For each line in the records that contains "flags", make a copy.
Record set: Begin
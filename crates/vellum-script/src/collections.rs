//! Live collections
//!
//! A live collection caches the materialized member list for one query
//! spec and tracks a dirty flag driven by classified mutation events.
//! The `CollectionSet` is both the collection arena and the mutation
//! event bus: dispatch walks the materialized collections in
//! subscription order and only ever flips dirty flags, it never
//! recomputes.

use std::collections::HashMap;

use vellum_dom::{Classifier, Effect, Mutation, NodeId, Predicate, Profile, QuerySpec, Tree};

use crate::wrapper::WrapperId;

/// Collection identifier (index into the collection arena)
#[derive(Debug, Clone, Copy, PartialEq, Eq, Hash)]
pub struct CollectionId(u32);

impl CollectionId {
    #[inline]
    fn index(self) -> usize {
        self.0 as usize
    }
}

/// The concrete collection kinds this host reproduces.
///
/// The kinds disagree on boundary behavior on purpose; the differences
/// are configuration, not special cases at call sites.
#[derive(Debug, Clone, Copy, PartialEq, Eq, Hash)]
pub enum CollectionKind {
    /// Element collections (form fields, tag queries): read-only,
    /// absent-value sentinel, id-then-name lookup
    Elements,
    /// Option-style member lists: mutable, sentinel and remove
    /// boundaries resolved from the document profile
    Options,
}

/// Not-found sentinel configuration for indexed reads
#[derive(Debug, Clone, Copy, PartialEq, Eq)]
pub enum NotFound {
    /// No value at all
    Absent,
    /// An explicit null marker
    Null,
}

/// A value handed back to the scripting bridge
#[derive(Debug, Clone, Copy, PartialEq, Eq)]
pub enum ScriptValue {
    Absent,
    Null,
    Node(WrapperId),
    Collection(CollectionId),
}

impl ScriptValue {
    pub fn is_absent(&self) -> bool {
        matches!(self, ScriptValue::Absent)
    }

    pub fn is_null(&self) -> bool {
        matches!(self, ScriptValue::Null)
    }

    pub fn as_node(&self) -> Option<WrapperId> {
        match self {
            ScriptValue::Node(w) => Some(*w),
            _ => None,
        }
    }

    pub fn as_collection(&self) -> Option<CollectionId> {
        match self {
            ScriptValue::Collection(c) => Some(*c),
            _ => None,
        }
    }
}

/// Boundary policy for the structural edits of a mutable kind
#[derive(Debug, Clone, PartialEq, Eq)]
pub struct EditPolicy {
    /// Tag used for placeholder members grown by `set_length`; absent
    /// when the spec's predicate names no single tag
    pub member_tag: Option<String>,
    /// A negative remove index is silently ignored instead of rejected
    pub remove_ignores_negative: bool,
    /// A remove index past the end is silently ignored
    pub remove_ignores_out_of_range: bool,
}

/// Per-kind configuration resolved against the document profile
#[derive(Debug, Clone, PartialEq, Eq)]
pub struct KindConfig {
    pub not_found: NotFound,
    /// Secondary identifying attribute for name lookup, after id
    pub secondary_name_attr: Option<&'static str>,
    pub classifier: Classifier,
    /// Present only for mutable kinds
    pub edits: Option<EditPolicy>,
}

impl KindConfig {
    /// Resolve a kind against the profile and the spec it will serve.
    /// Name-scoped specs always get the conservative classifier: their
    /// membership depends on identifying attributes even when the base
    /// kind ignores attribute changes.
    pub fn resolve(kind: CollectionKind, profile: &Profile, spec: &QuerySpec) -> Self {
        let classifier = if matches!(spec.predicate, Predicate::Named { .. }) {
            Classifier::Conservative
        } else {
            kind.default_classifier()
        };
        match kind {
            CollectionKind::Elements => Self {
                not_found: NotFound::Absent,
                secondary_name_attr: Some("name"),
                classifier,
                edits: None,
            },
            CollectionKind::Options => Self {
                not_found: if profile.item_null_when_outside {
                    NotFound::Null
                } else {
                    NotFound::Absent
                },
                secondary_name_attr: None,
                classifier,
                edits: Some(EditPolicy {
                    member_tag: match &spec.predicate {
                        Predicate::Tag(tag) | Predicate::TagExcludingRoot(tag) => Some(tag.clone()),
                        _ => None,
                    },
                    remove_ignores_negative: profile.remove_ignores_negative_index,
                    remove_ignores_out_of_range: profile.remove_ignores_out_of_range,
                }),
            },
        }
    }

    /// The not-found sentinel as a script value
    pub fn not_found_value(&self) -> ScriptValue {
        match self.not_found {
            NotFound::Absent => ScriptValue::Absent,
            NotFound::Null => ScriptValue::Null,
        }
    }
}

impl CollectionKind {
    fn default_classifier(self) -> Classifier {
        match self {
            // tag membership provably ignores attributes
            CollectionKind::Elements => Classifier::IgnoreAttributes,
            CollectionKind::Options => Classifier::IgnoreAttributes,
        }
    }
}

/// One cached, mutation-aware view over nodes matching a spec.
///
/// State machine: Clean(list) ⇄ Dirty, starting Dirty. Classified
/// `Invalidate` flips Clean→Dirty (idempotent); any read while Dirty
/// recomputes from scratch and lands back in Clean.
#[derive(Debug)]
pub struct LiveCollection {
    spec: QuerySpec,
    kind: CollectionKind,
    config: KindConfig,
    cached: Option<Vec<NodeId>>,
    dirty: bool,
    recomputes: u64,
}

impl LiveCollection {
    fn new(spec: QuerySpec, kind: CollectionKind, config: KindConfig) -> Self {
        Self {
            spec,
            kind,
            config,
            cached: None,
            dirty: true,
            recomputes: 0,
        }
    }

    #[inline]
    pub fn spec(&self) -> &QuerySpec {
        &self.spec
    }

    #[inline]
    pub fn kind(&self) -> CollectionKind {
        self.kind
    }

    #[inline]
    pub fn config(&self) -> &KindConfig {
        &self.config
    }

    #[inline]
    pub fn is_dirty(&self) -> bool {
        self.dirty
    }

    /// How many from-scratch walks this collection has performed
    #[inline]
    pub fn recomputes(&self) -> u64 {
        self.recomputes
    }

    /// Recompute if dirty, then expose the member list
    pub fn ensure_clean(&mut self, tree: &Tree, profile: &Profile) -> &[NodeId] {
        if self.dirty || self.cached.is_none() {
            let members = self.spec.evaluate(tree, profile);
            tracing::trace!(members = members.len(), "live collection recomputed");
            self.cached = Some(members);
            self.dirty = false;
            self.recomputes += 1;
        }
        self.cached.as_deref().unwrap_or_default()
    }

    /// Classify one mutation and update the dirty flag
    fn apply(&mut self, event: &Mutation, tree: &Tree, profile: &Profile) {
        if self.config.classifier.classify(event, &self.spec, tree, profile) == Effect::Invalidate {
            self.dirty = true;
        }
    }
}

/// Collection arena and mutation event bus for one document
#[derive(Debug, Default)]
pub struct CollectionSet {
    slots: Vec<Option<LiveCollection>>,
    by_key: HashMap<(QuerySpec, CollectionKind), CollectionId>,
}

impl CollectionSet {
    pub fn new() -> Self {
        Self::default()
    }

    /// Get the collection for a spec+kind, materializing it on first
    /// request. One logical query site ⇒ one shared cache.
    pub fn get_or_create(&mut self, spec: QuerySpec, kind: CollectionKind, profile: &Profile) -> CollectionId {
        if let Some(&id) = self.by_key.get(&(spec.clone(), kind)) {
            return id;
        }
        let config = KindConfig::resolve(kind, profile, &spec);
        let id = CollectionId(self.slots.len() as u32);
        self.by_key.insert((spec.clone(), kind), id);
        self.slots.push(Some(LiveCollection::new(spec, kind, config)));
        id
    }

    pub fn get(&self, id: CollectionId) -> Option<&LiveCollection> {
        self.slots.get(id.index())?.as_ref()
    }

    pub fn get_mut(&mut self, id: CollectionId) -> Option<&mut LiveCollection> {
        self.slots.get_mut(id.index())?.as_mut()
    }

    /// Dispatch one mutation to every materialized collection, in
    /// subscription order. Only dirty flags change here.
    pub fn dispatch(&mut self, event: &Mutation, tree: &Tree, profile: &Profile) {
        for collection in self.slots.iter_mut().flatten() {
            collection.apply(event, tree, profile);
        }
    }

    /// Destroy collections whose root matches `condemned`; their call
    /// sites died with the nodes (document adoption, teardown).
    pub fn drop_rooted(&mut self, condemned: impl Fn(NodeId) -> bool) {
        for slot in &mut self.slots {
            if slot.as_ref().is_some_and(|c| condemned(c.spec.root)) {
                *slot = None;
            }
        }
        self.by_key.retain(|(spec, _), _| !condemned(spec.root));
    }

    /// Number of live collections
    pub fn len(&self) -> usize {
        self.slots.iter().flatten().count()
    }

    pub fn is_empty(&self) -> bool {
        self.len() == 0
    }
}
Record set: End
Record set: Begin
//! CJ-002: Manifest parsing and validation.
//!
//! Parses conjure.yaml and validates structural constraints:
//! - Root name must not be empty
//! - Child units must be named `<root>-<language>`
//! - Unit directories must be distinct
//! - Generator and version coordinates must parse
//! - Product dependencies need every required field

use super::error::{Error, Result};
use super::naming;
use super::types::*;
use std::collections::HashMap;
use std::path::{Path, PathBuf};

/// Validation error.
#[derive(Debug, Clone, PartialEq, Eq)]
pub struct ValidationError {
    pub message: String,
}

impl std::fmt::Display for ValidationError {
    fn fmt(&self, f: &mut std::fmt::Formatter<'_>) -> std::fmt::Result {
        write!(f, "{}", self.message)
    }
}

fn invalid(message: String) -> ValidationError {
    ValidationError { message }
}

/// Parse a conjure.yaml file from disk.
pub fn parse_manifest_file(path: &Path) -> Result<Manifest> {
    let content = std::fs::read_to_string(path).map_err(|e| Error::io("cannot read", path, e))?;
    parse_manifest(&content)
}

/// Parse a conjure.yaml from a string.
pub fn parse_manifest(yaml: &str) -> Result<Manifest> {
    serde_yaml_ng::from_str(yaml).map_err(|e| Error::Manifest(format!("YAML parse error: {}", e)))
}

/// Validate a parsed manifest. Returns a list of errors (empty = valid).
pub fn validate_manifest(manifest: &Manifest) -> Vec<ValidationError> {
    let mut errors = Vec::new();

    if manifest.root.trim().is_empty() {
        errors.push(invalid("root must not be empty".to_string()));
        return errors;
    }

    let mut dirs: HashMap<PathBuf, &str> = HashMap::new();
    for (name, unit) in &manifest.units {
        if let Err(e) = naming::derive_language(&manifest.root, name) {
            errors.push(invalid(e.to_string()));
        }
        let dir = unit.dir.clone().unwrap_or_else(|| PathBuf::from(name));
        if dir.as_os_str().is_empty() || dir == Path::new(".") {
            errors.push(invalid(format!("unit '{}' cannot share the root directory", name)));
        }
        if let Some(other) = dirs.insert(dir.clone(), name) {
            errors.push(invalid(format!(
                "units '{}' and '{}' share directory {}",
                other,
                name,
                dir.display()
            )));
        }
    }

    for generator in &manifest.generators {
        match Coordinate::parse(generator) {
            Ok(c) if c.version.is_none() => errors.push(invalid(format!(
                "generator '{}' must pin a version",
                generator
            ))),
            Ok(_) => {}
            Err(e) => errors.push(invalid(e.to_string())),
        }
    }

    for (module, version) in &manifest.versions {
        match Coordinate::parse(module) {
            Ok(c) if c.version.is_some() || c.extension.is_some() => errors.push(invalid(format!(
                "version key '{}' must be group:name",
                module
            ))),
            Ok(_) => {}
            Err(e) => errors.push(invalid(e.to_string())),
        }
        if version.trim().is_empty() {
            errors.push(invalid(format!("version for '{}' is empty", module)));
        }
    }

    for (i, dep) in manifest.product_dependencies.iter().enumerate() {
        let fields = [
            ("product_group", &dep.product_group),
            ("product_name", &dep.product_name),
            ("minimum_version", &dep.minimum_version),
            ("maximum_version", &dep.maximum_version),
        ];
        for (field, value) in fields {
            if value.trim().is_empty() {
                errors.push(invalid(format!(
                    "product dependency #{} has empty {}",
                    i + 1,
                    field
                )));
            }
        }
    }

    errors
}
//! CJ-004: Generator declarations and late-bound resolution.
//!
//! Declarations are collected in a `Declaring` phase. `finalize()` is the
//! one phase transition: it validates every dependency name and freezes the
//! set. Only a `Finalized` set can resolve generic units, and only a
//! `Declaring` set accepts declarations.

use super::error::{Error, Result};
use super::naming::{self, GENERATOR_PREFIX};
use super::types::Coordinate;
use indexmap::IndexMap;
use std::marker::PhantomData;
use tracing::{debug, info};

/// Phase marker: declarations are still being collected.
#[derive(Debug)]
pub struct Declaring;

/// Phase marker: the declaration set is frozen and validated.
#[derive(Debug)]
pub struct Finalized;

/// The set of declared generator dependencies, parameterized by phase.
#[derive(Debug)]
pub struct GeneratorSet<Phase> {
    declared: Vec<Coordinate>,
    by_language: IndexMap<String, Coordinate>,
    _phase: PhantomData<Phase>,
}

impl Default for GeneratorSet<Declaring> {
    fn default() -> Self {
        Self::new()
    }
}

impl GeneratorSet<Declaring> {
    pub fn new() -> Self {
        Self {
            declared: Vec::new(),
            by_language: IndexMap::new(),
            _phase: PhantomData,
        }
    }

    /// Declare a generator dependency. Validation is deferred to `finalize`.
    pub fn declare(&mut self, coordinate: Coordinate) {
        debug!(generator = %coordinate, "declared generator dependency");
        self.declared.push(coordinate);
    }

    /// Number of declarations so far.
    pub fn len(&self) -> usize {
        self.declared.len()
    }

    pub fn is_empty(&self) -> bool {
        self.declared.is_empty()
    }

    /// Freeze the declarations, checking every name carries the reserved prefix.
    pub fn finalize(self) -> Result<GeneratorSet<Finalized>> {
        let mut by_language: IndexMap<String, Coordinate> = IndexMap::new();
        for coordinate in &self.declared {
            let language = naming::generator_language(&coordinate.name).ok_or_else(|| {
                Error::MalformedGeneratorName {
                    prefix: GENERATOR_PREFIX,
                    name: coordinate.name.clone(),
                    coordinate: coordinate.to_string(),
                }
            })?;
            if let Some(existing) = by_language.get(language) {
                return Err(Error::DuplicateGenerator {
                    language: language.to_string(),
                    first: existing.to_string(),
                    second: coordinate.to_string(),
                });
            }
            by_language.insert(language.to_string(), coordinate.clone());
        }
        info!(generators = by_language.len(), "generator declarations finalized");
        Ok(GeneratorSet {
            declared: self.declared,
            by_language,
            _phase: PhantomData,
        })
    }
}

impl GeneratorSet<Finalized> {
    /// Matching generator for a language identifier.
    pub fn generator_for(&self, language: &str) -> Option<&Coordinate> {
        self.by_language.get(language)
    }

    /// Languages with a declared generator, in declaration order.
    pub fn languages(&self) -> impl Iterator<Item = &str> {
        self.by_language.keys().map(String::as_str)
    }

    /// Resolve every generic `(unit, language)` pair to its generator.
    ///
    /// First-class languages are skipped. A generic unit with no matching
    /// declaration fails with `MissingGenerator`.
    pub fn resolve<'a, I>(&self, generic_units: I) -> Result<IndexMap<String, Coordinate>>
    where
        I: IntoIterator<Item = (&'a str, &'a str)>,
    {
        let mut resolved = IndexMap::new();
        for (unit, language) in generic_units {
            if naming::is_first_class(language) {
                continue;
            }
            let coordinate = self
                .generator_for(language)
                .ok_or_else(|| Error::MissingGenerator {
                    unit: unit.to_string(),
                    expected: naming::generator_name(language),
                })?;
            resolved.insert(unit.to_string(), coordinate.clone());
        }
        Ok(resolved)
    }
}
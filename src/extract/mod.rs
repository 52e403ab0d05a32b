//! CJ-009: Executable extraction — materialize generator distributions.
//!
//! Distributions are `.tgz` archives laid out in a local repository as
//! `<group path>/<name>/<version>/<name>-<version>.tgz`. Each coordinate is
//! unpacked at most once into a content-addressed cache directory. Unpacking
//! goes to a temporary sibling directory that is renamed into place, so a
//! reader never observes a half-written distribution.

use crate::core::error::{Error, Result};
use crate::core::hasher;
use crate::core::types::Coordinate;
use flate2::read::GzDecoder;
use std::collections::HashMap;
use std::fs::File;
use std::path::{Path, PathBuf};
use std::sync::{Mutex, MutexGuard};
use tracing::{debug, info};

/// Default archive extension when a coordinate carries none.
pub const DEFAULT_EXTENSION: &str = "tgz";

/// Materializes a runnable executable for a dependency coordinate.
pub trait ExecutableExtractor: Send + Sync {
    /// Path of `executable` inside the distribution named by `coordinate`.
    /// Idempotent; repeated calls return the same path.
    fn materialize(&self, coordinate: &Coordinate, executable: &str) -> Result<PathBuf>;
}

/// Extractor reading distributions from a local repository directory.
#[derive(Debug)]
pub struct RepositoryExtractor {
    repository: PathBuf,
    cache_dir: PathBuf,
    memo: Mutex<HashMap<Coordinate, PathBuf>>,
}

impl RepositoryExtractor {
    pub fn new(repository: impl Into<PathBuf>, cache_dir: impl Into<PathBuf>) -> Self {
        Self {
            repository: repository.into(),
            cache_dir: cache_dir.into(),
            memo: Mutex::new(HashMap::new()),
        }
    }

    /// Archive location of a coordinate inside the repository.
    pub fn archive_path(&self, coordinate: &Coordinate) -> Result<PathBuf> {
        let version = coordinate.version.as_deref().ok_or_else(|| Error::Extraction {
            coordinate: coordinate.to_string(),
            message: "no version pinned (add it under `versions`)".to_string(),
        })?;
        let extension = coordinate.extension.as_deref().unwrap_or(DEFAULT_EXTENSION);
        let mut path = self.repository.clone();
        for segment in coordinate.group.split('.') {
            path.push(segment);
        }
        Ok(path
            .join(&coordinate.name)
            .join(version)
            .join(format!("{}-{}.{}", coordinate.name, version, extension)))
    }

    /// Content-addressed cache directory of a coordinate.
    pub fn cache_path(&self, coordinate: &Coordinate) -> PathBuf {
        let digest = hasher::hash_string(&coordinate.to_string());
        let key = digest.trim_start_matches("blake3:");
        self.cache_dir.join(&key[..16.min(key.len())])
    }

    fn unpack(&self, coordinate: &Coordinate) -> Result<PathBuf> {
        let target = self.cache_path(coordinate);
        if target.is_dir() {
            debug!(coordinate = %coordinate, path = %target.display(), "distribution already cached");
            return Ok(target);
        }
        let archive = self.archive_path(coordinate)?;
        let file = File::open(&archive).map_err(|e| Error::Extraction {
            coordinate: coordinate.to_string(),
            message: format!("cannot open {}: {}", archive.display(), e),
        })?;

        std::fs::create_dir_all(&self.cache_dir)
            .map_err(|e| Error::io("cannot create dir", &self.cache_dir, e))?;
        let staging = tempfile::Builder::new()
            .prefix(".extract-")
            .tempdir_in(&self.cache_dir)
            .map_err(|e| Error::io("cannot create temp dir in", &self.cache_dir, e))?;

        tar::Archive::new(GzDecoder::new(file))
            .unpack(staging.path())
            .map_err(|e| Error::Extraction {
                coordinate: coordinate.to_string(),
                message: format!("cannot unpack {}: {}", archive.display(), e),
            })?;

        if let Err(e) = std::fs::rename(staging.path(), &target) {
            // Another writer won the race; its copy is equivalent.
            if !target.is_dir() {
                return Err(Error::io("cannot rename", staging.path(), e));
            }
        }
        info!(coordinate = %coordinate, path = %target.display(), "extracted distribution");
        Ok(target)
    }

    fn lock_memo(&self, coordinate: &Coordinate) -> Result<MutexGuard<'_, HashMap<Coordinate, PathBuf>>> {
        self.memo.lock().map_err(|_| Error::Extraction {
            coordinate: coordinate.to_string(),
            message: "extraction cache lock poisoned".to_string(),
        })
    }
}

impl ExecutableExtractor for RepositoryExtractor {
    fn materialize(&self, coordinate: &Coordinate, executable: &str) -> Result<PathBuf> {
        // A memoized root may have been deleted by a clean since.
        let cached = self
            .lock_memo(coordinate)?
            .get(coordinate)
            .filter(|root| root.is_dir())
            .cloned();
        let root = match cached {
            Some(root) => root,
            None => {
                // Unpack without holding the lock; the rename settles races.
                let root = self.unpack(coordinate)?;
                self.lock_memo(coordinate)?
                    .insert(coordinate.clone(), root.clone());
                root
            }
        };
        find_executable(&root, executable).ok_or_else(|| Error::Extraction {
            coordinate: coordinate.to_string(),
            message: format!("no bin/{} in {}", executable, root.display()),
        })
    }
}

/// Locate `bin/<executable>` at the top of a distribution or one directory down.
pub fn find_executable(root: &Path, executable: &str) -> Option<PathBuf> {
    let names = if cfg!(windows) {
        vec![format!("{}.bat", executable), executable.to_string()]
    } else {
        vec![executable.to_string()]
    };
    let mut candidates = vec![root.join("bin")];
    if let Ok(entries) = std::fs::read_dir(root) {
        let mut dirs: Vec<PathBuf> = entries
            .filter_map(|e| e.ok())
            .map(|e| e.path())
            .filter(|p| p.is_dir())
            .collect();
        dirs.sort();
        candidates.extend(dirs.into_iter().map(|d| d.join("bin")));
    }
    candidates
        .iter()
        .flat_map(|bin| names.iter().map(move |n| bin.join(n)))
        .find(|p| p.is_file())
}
Record set: End
Record set: Begin
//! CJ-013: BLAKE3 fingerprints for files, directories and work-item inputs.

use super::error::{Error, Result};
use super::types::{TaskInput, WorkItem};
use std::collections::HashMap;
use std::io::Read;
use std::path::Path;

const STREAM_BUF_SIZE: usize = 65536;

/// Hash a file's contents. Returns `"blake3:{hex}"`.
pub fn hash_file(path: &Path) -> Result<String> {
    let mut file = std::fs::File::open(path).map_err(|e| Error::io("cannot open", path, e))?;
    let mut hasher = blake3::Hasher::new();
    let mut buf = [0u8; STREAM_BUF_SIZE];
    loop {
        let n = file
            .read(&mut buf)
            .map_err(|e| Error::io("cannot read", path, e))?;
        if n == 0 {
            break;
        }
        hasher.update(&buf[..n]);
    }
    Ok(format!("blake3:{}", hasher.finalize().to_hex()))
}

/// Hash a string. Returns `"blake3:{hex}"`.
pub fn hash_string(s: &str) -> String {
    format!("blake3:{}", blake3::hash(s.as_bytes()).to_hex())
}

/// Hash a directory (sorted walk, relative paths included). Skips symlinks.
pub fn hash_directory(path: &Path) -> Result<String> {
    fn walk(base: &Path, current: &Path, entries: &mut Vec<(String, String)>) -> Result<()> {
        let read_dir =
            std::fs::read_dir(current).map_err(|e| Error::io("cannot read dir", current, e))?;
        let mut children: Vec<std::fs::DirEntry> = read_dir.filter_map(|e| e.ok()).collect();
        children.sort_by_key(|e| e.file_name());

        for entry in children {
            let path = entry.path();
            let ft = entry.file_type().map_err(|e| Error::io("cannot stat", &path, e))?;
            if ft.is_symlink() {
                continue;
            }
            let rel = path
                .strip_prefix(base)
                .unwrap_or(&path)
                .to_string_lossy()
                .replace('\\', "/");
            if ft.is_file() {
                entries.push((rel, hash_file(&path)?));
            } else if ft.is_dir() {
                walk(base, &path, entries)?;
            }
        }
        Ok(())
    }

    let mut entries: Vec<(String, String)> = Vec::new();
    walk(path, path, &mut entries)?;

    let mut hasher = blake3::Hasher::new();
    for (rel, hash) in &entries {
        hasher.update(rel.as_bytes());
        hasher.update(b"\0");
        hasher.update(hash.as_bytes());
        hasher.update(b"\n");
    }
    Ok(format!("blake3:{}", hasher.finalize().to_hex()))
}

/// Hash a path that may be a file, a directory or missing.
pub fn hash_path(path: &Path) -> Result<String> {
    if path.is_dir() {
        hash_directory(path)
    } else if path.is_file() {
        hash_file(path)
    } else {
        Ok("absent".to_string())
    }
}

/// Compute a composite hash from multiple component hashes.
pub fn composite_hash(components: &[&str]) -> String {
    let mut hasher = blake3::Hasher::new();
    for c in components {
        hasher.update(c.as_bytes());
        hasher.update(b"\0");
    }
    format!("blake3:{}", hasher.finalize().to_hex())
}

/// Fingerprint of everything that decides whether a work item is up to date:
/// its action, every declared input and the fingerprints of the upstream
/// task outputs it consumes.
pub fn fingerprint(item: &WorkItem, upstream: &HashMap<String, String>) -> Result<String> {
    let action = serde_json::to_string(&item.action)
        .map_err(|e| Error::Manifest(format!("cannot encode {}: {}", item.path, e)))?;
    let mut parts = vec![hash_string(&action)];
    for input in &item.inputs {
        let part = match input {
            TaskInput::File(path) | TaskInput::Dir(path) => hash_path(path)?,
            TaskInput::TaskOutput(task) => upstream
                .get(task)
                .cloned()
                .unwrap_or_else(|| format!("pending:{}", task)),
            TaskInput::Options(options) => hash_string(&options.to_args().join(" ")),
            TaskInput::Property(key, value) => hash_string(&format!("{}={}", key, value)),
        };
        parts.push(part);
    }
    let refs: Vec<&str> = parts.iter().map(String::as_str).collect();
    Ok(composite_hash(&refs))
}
Record set: End
> Final answer:
//! subscription order and only ever flips dirty flags, it never
    /// subscription order. Only dirty flags change here.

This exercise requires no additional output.